Generating CSS With PostCSS and eleventy.before

I'm trying to keep the setup of my personal projects as simple as possible. Today, we're looking at how CSS is generated.

I've been writing SCSS for many years now. But when I recently moved my blog from WordPress to Kirby, I decided to return to vanilla CSS.

One reason might be that I was way too lazy to spend a lot of time thinking about task runners and stuff. The other reason was that I wasn't using too many of SCSS' features. I'm not too keen on writing mixins, so it's basically the usage of variables, imports, and nesting. Those are things that modern CSS also provides, and also a lot of browser support.

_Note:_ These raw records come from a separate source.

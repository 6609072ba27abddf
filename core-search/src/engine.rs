//! Search engine
//!
//! Loads the corpus from a [`CorpusStore`] and filters it with a
//! [`QueryMatcher`]. Each call is an independent scan; the engine holds no
//! mutable state and can be shared freely between tasks.

use crate::error::{Result, SearchError};
use crate::matcher::QueryMatcher;
use crate::options::SearchOptions;
use core_library::{CorpusStore, LyricRecord};
use std::sync::Arc;
use tracing::{debug, instrument};

/// Filter an already loaded corpus
///
/// `records` must be in canonical order; the result keeps that order.
/// Returns `Ok(None)` for an empty query.
pub fn search_records(
    records: Vec<LyricRecord>,
    query: &str,
    options: SearchOptions,
) -> Result<Option<Vec<LyricRecord>>> {
    Ok(QueryMatcher::new(query, options)?.map(|matcher| matcher.filter(records)))
}

pub struct SearchEngine {
    store: Arc<dyn CorpusStore>,
    max_query_length: Option<usize>,
}

impl SearchEngine {
    pub fn new(store: Arc<dyn CorpusStore>) -> Self {
        Self {
            store,
            max_query_length: None,
        }
    }

    /// Reject queries longer than `limit` characters
    pub fn with_max_query_length(mut self, limit: usize) -> Self {
        self.max_query_length = Some(limit);
        self
    }

    /// Run one query against the full corpus
    ///
    /// # Returns
    /// - `Ok(None)` if `query` is empty; the store is not touched
    /// - `Ok(Some(records))` with every matching record in canonical order,
    ///   possibly empty
    ///
    /// # Errors
    /// - `StorageUnavailable` / `CorpusCorrupt` propagated from the store
    /// - `QueryTooLong` if a length limit is configured and exceeded
    #[instrument(
        skip(self, query),
        fields(query_len = query.chars().count(), mode = %options.mode())
    )]
    pub async fn search(
        &self,
        query: &str,
        options: SearchOptions,
    ) -> Result<Option<Vec<LyricRecord>>> {
        if let Some(limit) = self.max_query_length {
            let length = query.chars().count();
            if length > limit {
                return Err(SearchError::QueryTooLong { length, limit });
            }
        }

        let Some(matcher) = QueryMatcher::new(query, options)? else {
            debug!("Empty query; no search performed");
            return Ok(None);
        };

        let records = self.store.all_records().await?;
        let scanned = records.len();
        let matches = matcher.filter(records);

        debug!(scanned, matches = matches.len(), "Search complete");
        Ok(Some(matches))
    }
}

But not every browser does, so there's still the need for some kind of build step.

The Goals

I've chosen PostCSS to solve my problems, and these are the things that I want it to do for me:

  • Concatenate all the CSS files that I @import into one big file. I'm going to use postcss-import for that.
  • Autoprefixer is the tool of my choice to provide compatibility for older browsers.
  • Resolve the native CSS nesting with postcss-nested, so all browsers get CSS that they understand.
  • And finally, minify the CSS to provide the smallest possible package with CSSNANO.

I actually figured all of this out some time ago when I was setting up that Kirby project. But now it's time to bring that to Eleventy since I'm just starting the process of rewriting this site.

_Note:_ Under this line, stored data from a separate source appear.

//! Native SQLite Database Adapter
//!
//! Implements the read-only `DatabaseAdapter` trait on top of a
//! `sqlx::Pool<Sqlite>`.
//!
//! Driver errors are classified on the way out: connection-level failures
//! become `BridgeError::Unavailable`, everything else becomes
//! `BridgeError::DatabaseError`.

use async_trait::async_trait;
use bridge_traits::database::{
    DatabaseAdapter, DatabaseConfig, DatabaseStatistics, QueryRow, QueryValue,
};
use bridge_traits::error::{BridgeError, Result};
use sqlx::{Column, Pool, Row, Sqlite};
use std::collections::HashMap;
use tracing::{debug, info};

/// Native SQLite implementation of DatabaseAdapter
pub struct SqliteAdapter {
    pool: Pool<Sqlite>,
}

impl SqliteAdapter {
    /// Open the corpus described by `config` and wrap the resulting pool
    ///
    /// # Errors
    ///
    /// Fails with `StorageUnavailable` or `CorpusCorrupt`, see
    /// [`create_pool`](crate::db::create_pool).
    pub async fn connect(config: &DatabaseConfig) -> crate::Result<Self> {
        let pool = crate::db::create_pool(config).await?;
        Ok(Self::from_pool(pool))
    }

    /// Wrap an already configured pool
    pub fn from_pool(pool: Pool<Sqlite>) -> Self {
        Self { pool }
    }

    /// Get a reference to the underlying connection pool
    pub fn pool(&self) -> &Pool<Sqlite> {
        &self.pool
    }

    /// Convert a sqlx Row to a QueryRow (HashMap)
    fn row_to_query_row(row: &sqlx::sqlite::SqliteRow) -> QueryRow {
        let mut result = HashMap::new();

        for column in row.columns() {
            let column_name = column.name().to_string();

            let value = if let Ok(v) = row.try_get::<Option<i64>, _>(column.ordinal()) {
                v.map(QueryValue::Integer).unwrap_or(QueryValue::Null)
            } else if let Ok(v) = row.try_get::<Option<f64>, _>(column.ordinal()) {
                v.map(QueryValue::Real).unwrap_or(QueryValue::Null)
            } else if let Ok(v) = row.try_get::<Option<String>, _>(column.ordinal()) {
                v.map(QueryValue::Text).unwrap_or(QueryValue::Null)
            } else if let Ok(v) = row.try_get::<Option<Vec<u8>>, _>(column.ordinal()) {
                v.map(QueryValue::Blob).unwrap_or(QueryValue::Null)
            } else {
                QueryValue::Null
            };

            result.insert(column_name, value);
        }

        result
    }

    /// Bind positional parameters onto a sqlx query
    fn bind_params<'q>(
        query: sqlx::query::Query<'q, Sqlite, sqlx::sqlite::SqliteArguments<'q>>,
        params: &'q [QueryValue],
    ) -> sqlx::query::Query<'q, Sqlite, sqlx::sqlite::SqliteArguments<'q>> {
        let mut query = query;
        for param in params {
            query = match param {
                QueryValue::Null => query.bind(None::<i64>),
                QueryValue::Integer(i) => query.bind(i),
                QueryValue::Real(r) => query.bind(r),
                QueryValue::Text(s) => query.bind(s.as_str()),
                QueryValue::Blob(b) => query.bind(b.as_slice()),
            };
        }
        query
    }

    fn classify(context: &str, err: sqlx::Error) -> BridgeError {
        let message = format!("{}: {}", context, err);
        if crate::error::is_unavailable(&err) {
            BridgeError::Unavailable(message)
        } else {
            BridgeError::DatabaseError(message)
        }
    }
}

#[async_trait]
impl DatabaseAdapter for SqliteAdapter {
    async fn close(&self) -> Result<()> {
        info!("Closing corpus connection pool");
        self.pool.close().await;
        Ok(())
    }

    async fn query(&self, query: &str, params: &[QueryValue]) -> Result<Vec<QueryRow>> {
        debug!(query = %query, param_count = params.len(), "Executing query");

        let sqlx_query = Self::bind_params(sqlx::query(query), params);

        let rows = sqlx_query
            .fetch_all(&self.pool)
            .await
            .map_err(|e| Self::classify("Query failed", e))?;

        let result: Vec<QueryRow> = rows.iter().map(Self::row_to_query_row).collect();

        debug!(row_count = result.len(), "Query executed successfully");
        Ok(result)
    }

    async fn query_one(&self, query: &str, params: &[QueryValue]) -> Result<QueryRow> {
        debug!(query = %query, param_count = params.len(), "Executing query_one");

        let row = Self::bind_params(sqlx::query(query), params)
            .fetch_one(&self.pool)
            .await
            .map_err(|e| Self::classify("Query one failed", e))?;

        Ok(Self::row_to_query_row(&row))
    }

    async fn get_statistics(&self) -> Result<DatabaseStatistics> {
        let size_query =
            "SELECT page_count * page_size as size FROM pragma_page_count(), pragma_page_size()";
        let database_size_bytes = self
            .query_one(size_query, &[])
            .await
            .ok()
            .and_then(|row| row.get("size").and_then(|v| v.as_i64()))
            .map(|v| v as u64);

        Ok(DatabaseStatistics {
            total_connections: self.pool.size(),
            idle_connections: self.pool.num_idle() as u32,
            database_size_bytes,
        })
    }
}
//! Album repository trait and implementation

use crate::error::Result;
use crate::models::{Album, Song};
use async_trait::async_trait;
use sqlx::{query_as, SqlitePool};

/// Album repository interface for data access operations
#[async_trait]
pub trait AlbumRepository: Send + Sync {
    /// Find an album by its ID
    ///
    /// # Returns
    /// - `Ok(Some(album))` if found
    /// - `Ok(None)` if not found
    /// - `Err` if database error occurs
    async fn find_by_id(&self, id: i64) -> Result<Option<Album>>;

    /// Songs of an album ordered by track position
    async fn songs_for_album(&self, album_id: i64) -> Result<Vec<Song>>;

    /// Album plus its track listing
    ///
    /// Unknown albums yield `(None, [])` without querying songs.
    async fn find_with_songs(&self, id: i64) -> Result<(Option<Album>, Vec<Song>)> {
        match self.find_by_id(id).await? {
            Some(album) => {
                let songs = self.songs_for_album(id).await?;
                Ok((Some(album), songs))
            }
            None => Ok((None, Vec::new())),
        }
    }
}

/// SQLite implementation of AlbumRepository
pub struct SqliteAlbumRepository {
    pool: SqlitePool,
}

impl SqliteAlbumRepository {
    /// Create a new SqliteAlbumRepository
    pub fn new(pool: SqlitePool) -> Self {
        Self { pool }
    }
}

#[async_trait]
impl AlbumRepository for SqliteAlbumRepository {
    async fn find_by_id(&self, id: i64) -> Result<Option<Album>> {
        let album = query_as::<_, Album>("SELECT id, name, explicit FROM albums WHERE id = ?")
            .bind(id)
            .fetch_optional(&self.pool)
            .await?;

        Ok(album)
    }

    async fn songs_for_album(&self, album_id: i64) -> Result<Vec<Song>> {
        let songs = query_as::<_, Song>(
            r#"
            SELECT id, name, album_id, song_number, explicit
            FROM songs
            WHERE album_id = ?
            ORDER BY song_number
            "#,
        )
        .bind(album_id)
        .fetch_all(&self.pool)
        .await?;

        Ok(songs)
    }
}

It's quite important to me when the CSS is processed and written because I want to inline it with PurgeCSS later when the pages are written. So it has to be in place when Eleventy starts doing its magic. That idea isn't new: I saved this article by Chris some time ago, and I've been trying this myself about 2 years ago. I had to learn that the beforeBuild would not support async functions back then. Since, that function has been replaced by the eleventy.before-Event which is "async-friendly". After some time, I wrote on Mastodon:

Iā€™m always having a lot of fun tinkering with @eleventy - until I get around that corner where something async awaits me.

The Solution

I can't remember how many times I've tried to wrap my head around all this stuff with promises. I'm just using them not too often, so I always forget. As it tourned out, I've had to sprinkle some await here and there, and I needed to require fs/promises instead of fs. Here's what I came up with:

const autoprefixer = require("autoprefixer");
const postcss = require("postcss");
const cssnano = require("cssnano");
const postcssNested = require("postcss-nested");
const postcssImport = require("postcss-import");
const fs = require("fs/promises");

eleventyConfig.on("eleventy.before", async () => {
    await fs.mkdir("./website/css/", { recursive: true }, (err, path) => {
        if (err) throw err;
    });

    const sourceFile = "./website/_source/css/msme.css";
    const distFile = "./website/css/msme.min.css";

    const css = await fs.readFile(sourceFile, (err, css) => {
        if (err) throw err;
        return css;
    });

    await postcss([postcssImport, autoprefixer, postcssNested, cssnano])
        .process(css, {
            from: sourceFile,
            to: distFile
        })
        .then((result) => {
            fs.writeFile(distFile, result.css, () => true);
            console.log("[msme] Wrote CSS");
        });
});

I'm pretty happy about my little solution, which has not too many dependencies, is blazing fast and writes the CSS before the pages are generated. There are some things that I'm going to change in the future. For example, there will be more than one CSS file that the function will have to deal with. But for now, I'm really looking forward to rewriting the CSS for this site.